Treating infestation of sea lamprey
ALPENA TOWNSHIP – The rain fell and a cloud of mosquitos descended on a United States Fish and Wildlife Service crew as they worked to rid Cranberry Creek of sea lampreys Thursday.
Over the course of 12 hours, the crew of six put a chemical in the creek to rid an infested stretch of sea lamprey larvae, treatment Supervisor Jenna Tews said. Their work is part of an international effort to eradicate the parasitic, invasive species. While Cranberry Creek may seem small, it’s capable of producing sizable numbers of lampreys, each one of which can destroy 40 pounds of fish in its lifetime.

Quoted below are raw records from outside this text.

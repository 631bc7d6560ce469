//! Headless GL session: display, context, pbuffer surface and current
//! binding, each owned by a guard that releases it on drop.
//!
//! Acquisition follows a fixed order (display, initialize, bind API,
//! config, context, surface, make current, entry points). Release is the
//! exact reverse and happens on every exit path: a failed step drops the
//! guards acquired before it, and a finished [`Session`] drops all of them.

use super::backend::DisplayBackend;
use super::egl::{config_attribs, context_attribs, pbuffer_attribs, GL_VERSION};
use crate::config::RenderConfig;
use crate::error::RenderError;

/// GL entry points the renderer calls. All must resolve before any GL call
/// is made.
pub const REQUIRED_GL_SYMBOLS: &[&str] = &[
    "glGetString",
    "glGetStringi",
    "glGetIntegerv",
    "glViewport",
    "glClearColor",
    "glClear",
    "glGenVertexArrays",
    "glBindVertexArray",
    "glDeleteVertexArrays",
    "glGenBuffers",
    "glBindBuffer",
    "glBufferData",
    "glDeleteBuffers",
    "glVertexAttribPointer",
    "glEnableVertexAttribArray",
    "glCreateShader",
    "glShaderSource",
    "glCompileShader",
    "glGetShaderiv",
    "glGetShaderInfoLog",
    "glDeleteShader",
    "glCreateProgram",
    "glAttachShader",
    "glDetachShader",
    "glLinkProgram",
    "glGetProgramiv",
    "glGetProgramInfoLog",
    "glUseProgram",
    "glDeleteProgram",
    "glDrawArrays",
    "glReadPixels",
];

struct DisplayGuard<'a, B: DisplayBackend> {
    backend: &'a B,
    display: B::Display,
}

impl<B: DisplayBackend> Drop for DisplayGuard<'_, B> {
    fn drop(&mut self) {
        match self.backend.terminate(self.display) {
            Ok(()) => log::debug!("terminated EGL display"),
            Err(e) => log::warn!("eglTerminate failed: {e}"),
        }
    }
}

struct ContextGuard<'a, B: DisplayBackend> {
    backend: &'a B,
    display: B::Display,
    context: B::Context,
}

impl<B: DisplayBackend> Drop for ContextGuard<'_, B> {
    fn drop(&mut self) {
        match self.backend.destroy_context(self.display, self.context) {
            Ok(()) => log::debug!("destroyed EGL context"),
            Err(e) => log::warn!("eglDestroyContext failed: {e}"),
        }
    }
}

struct SurfaceGuard<'a, B: DisplayBackend> {
    backend: &'a B,
    display: B::Display,
    surface: B::Surface,
}

impl<B: DisplayBackend> Drop for SurfaceGuard<'_, B> {
    fn drop(&mut self) {
        match self.backend.destroy_surface(self.display, self.surface) {
            Ok(()) => log::debug!("destroyed pbuffer surface"),
            Err(e) => log::warn!("eglDestroySurface failed: {e}"),
        }
    }
}

struct CurrentGuard<'a, B: DisplayBackend> {
    backend: &'a B,
    display: B::Display,
}

impl<B: DisplayBackend> Drop for CurrentGuard<'_, B> {
    fn drop(&mut self) {
        match self.backend.make_current(self.display, None) {
            Ok(()) => log::debug!("released current context"),
            Err(e) => log::warn!("eglMakeCurrent(none) failed: {e}"),
        }
    }
}

/// A current OpenGL 3.3 core context rendering into an offscreen pbuffer.
///
/// Dropping the session releases, in order: the current binding, the
/// surface, the context, the display. GL objects created through
/// [`Session::load_gl`] must be deleted before that.
pub struct Session<'a, B: DisplayBackend> {
    // Field order is drop order.
    current: CurrentGuard<'a, B>,
    _surface: SurfaceGuard<'a, B>,
    _context: ContextGuard<'a, B>,
    _display: DisplayGuard<'a, B>,
    version: (i32, i32),
    width: u32,
    height: u32,
}

impl<'a, B: DisplayBackend> Session<'a, B> {
    /// Opens the session for a `config.width` x `config.height` pbuffer.
    ///
    /// # Errors
    ///
    /// Returns the `RenderError` kind of the first step that fails. Every
    /// handle acquired before that step is released before returning.
    pub fn open(backend: &'a B, config: &RenderConfig) -> Result<Self, RenderError> {
        config.validate()?;

        let display = backend.default_display().ok_or(RenderError::NoDisplay)?;
        let version = backend
            .initialize(display)
            .map_err(RenderError::DisplayInit)?;
        let display = DisplayGuard { backend, display };
        log::info!("EGL {}.{} initialized", version.0, version.1);

        backend.bind_opengl_api().map_err(RenderError::BindApi)?;

        let egl_config = backend
            .choose_config(display.display, &config_attribs())
            .map_err(RenderError::ChooseConfig)?
            .ok_or(RenderError::NoMatchingConfig)?;
        log::debug!("chose pbuffer config");

        let context = backend
            .create_context(display.display, egl_config, &context_attribs(GL_VERSION))
            .map_err(RenderError::CreateContext)?;
        let context = ContextGuard {
            backend,
            display: display.display,
            context,
        };
        log::debug!("created GL {}.{} core context", GL_VERSION.0, GL_VERSION.1);

        let surface = backend
            .create_pbuffer_surface(
                display.display,
                egl_config,
                &pbuffer_attribs(config.width, config.height),
            )
            .map_err(RenderError::CreateSurface)?;
        let surface = SurfaceGuard {
            backend,
            display: display.display,
            surface,
        };
        log::debug!("created {}x{} pbuffer", config.width, config.height);

        backend
            .make_current(display.display, Some((surface.surface, context.context)))
            .map_err(RenderError::MakeCurrent)?;
        let current = CurrentGuard {
            backend,
            display: display.display,
        };

        let missing: Vec<&str> = REQUIRED_GL_SYMBOLS
            .iter()
            .copied()
            .filter(|name| backend.proc_address(name).is_null())
            .collect();
        if !missing.is_empty() {
            return Err(RenderError::Loader(missing.join(", ")));
        }
        log::debug!("resolved {} GL entry points", REQUIRED_GL_SYMBOLS.len());

        Ok(Self {
            current,
            _surface: surface,
            _context: context,
            _display: display,
            version,
            width: config.width,
            height: config.height,
        })
    }

    /// The EGL version negotiated by `eglInitialize`.
    pub fn version(&self) -> (i32, i32) {
        self.version
    }

    pub fn width(&self) -> u32 {
        self.width
    }

    pub fn height(&self) -> u32 {
        self.height
    }

    /// Builds a `glow::Context` whose entry points are resolved against
    /// this session's current context.
    #[allow(unsafe_code)]
    pub fn load_gl(&self) -> glow::Context {
        let backend = self.current.backend;
        // SAFETY: the context is current on this thread for the lifetime of
        // `self`, and `open` verified every entry point the renderer calls.
        unsafe { glow::Context::from_loader_function(|name| backend.proc_address(name)) }
    }
}

#[cfg(test)]
mod tests {
    use super::*;
    use crate::render::fake::{Call, FakeEgl};

    const ACQUIRE: [Call; 7] = [
        Call::GetDisplay,
        Call::Initialize,
        Call::BindApi,
        Call::ChooseConfig,
        Call::CreateContext,
        Call::CreateSurface,
        Call::MakeCurrent,
    ];

    fn open(egl: &FakeEgl) -> Result<Session<'_, FakeEgl>, RenderError> {
        Session::open(egl, &RenderConfig::default())
    }

    #[test]
    fn open_acquires_in_order_and_reports_version() {
        let egl = FakeEgl::default();
        let session = open(&egl).unwrap();

        assert_eq!(session.version(), (1, 5));
        assert_eq!((session.width(), session.height()), (640, 480));
        assert_eq!(egl.calls(), ACQUIRE.to_vec());
    }

    #[test]
    fn drop_releases_everything_in_reverse_order() {
        let egl = FakeEgl::default();
        drop(open(&egl).unwrap());

        let mut expected = ACQUIRE.to_vec();
        expected.extend([
            Call::ReleaseCurrent,
            Call::DestroySurface,
            Call::DestroyContext,
            Call::Terminate,
        ]);
        assert_eq!(egl.calls(), expected);
    }

    #[test]
    fn missing_display_acquires_nothing() {
        let egl = FakeEgl::failing_at(Call::GetDisplay);
        assert!(matches!(open(&egl), Err(RenderError::NoDisplay)));
        assert_eq!(egl.calls(), vec![Call::GetDisplay]);
    }

    #[test]
    fn failed_initialize_does_not_terminate() {
        let egl = FakeEgl::failing_at(Call::Initialize);
        assert!(matches!(open(&egl), Err(RenderError::DisplayInit(_))));
        assert_eq!(egl.calls(), vec![Call::GetDisplay, Call::Initialize]);
    }

    #[test]
    fn failed_bind_api_terminates_display() {
        let egl = FakeEgl::failing_at(Call::BindApi);
        assert!(matches!(open(&egl), Err(RenderError::BindApi(_))));
        assert_eq!(egl.calls().last(), Some(&Call::Terminate));
    }

    #[test]
    fn zero_configs_stops_before_any_context() {
        let egl = FakeEgl {
            zero_configs: true,
            ..FakeEgl::default()
        };
        assert!(matches!(open(&egl), Err(RenderError::NoMatchingConfig)));
        assert_eq!(
            egl.calls(),
            vec![
                Call::GetDisplay,
                Call::Initialize,
                Call::BindApi,
                Call::ChooseConfig,
                Call::Terminate,
            ]
        );
    }

    #[test]
    fn choose_config_error_is_reported() {
        let egl = FakeEgl::failing_at(Call::ChooseConfig);
        assert!(matches!(open(&egl), Err(RenderError::ChooseConfig(_))));
        assert!(!egl.calls().contains(&Call::CreateContext));
    }

    #[test]
    fn failed_context_terminates_display_only() {
        let egl = FakeEgl::failing_at(Call::CreateContext);
        assert!(matches!(open(&egl), Err(RenderError::CreateContext(_))));
        assert_eq!(&egl.calls()[5..], &[Call::Terminate]);
    }

    #[test]
    fn failed_surface_destroys_context_then_display() {
        let egl = FakeEgl::failing_at(Call::CreateSurface);
        assert!(matches!(open(&egl), Err(RenderError::CreateSurface(_))));
        assert_eq!(
            &egl.calls()[6..],
            &[Call::DestroyContext, Call::Terminate]
        );
    }

    #[test]
    fn failed_activation_releases_surface_and_context() {
        let egl = FakeEgl::failing_at(Call::MakeCurrent);
        assert!(matches!(open(&egl), Err(RenderError::MakeCurrent(_))));
        assert_eq!(
            &egl.calls()[7..],
            &[Call::DestroySurface, Call::DestroyContext, Call::Terminate]
        );
    }

    #[test]
    fn unresolved_entry_point_unwinds_everything() {
        let egl = FakeEgl {
            missing_symbol: Some("glReadPixels"),
            ..FakeEgl::default()
        };
        let err = open(&egl).err().unwrap();

        assert!(matches!(err, RenderError::Loader(ref names) if names == "glReadPixels"));
        assert_eq!(
            &egl.calls()[7..],
            &[
                Call::ReleaseCurrent,
                Call::DestroySurface,
                Call::DestroyContext,
                Call::Terminate,
            ]
        );
    }

    #[test]
    fn failing_release_still_releases_the_rest() {
        let egl = FakeEgl::failing_at(Call::DestroySurface);
        drop(open(&egl).unwrap());
        assert_eq!(
            &egl.calls()[7..],
            &[
                Call::ReleaseCurrent,
                Call::DestroySurface,
                Call::DestroyContext,
                Call::Terminate,
            ]
        );
    }

    #[test]
    fn invalid_dimensions_touch_nothing() {
        let egl = FakeEgl::default();
        let config = RenderConfig {
            width: 0,
            ..RenderConfig::default()
        };
        assert!(matches!(
            Session::open(&egl, &config),
            Err(RenderError::InvalidDimensions { .. })
        ));
        assert!(egl.calls().is_empty());
    }
}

“One thing I want to stress is that this is an ongoing battle,” she said. “Our work continues every year. Both the U.S. and Canada are working at treating the sea lamprey infestation in the Great Lakes.”
At one point, Tews collected a sample of some of the lamprey larvae killed by the chemical. Over the course of 20 minutes, she gathered about 50 to 75 larvae in one spot. Imagine how many might have been living in 1.2 miles of creek, she said. That’s the length of Cranberry Creek determined to be infested by a USFWS larval assessment crew which checked it a year prior.
“We work really hard on this thing,” she said. “The bugs are outrageous, it’s raining pretty hard and we’re on ATVs hauling chemicals back and forth to treat this stream,” she said.
Like many rivers and streams in the area, USFWS crews treat Cranberry Creek – also known as Squaw Creek – on a rotating basis, Tews said. It’s the third time the creek has been treated since the 1960s, with the most recent being in 2008. Her crew is part of a larger one currently working in Alpena and Cheboygan counties, and hers will be treating Long Lake Creek between Devils Lake and Lake Huron on Saturday.
The crew set up an automated pump near an off-road vehicle trail to put lampricide into the creek’s infested area, Biological Science Technician Gena Long said. The pump feeds in a measured amount of the chemical at a constant rate. Long then went a ways downstream and measured the concentration of the chemical, while Gena Long, another technician, verified the pump’s output rate. Crew members performed this check every half-hour throughout the day.
By factoring in the stream’s rate of flow, alkalinity and acidity, technicians can determine the ideal concentration to ensure the treatment is effective, Tews said. An automated sampler checked the stream near US-23, not far from where it empties into Lake Huron. Technicians can check its results to see if the lampricide concentration was high enough at the other end of the treated area.
“We’ll usually work a day or two gathering preliminary information on a stream,” she said.
Lampricide kills the lampreys before they become juveniles and start feeding on fish blood and bodily fluids in Lake Huron, Tews said. As larvae, they stay burrowed in creek or river beds where the spawning adults left them.
Despite the hard work, sour weather and bloodthirsty insects, Tews believes the work is worth it, she said. Each female lamprey she and her crew killed that day could’ve gone on to lay hundreds of thousands of eggs at a time, spawning more fish-killing lampreys.
“If you can treat one mile of a stream, that’s one tiny little notch we’ve taken care of,” she said.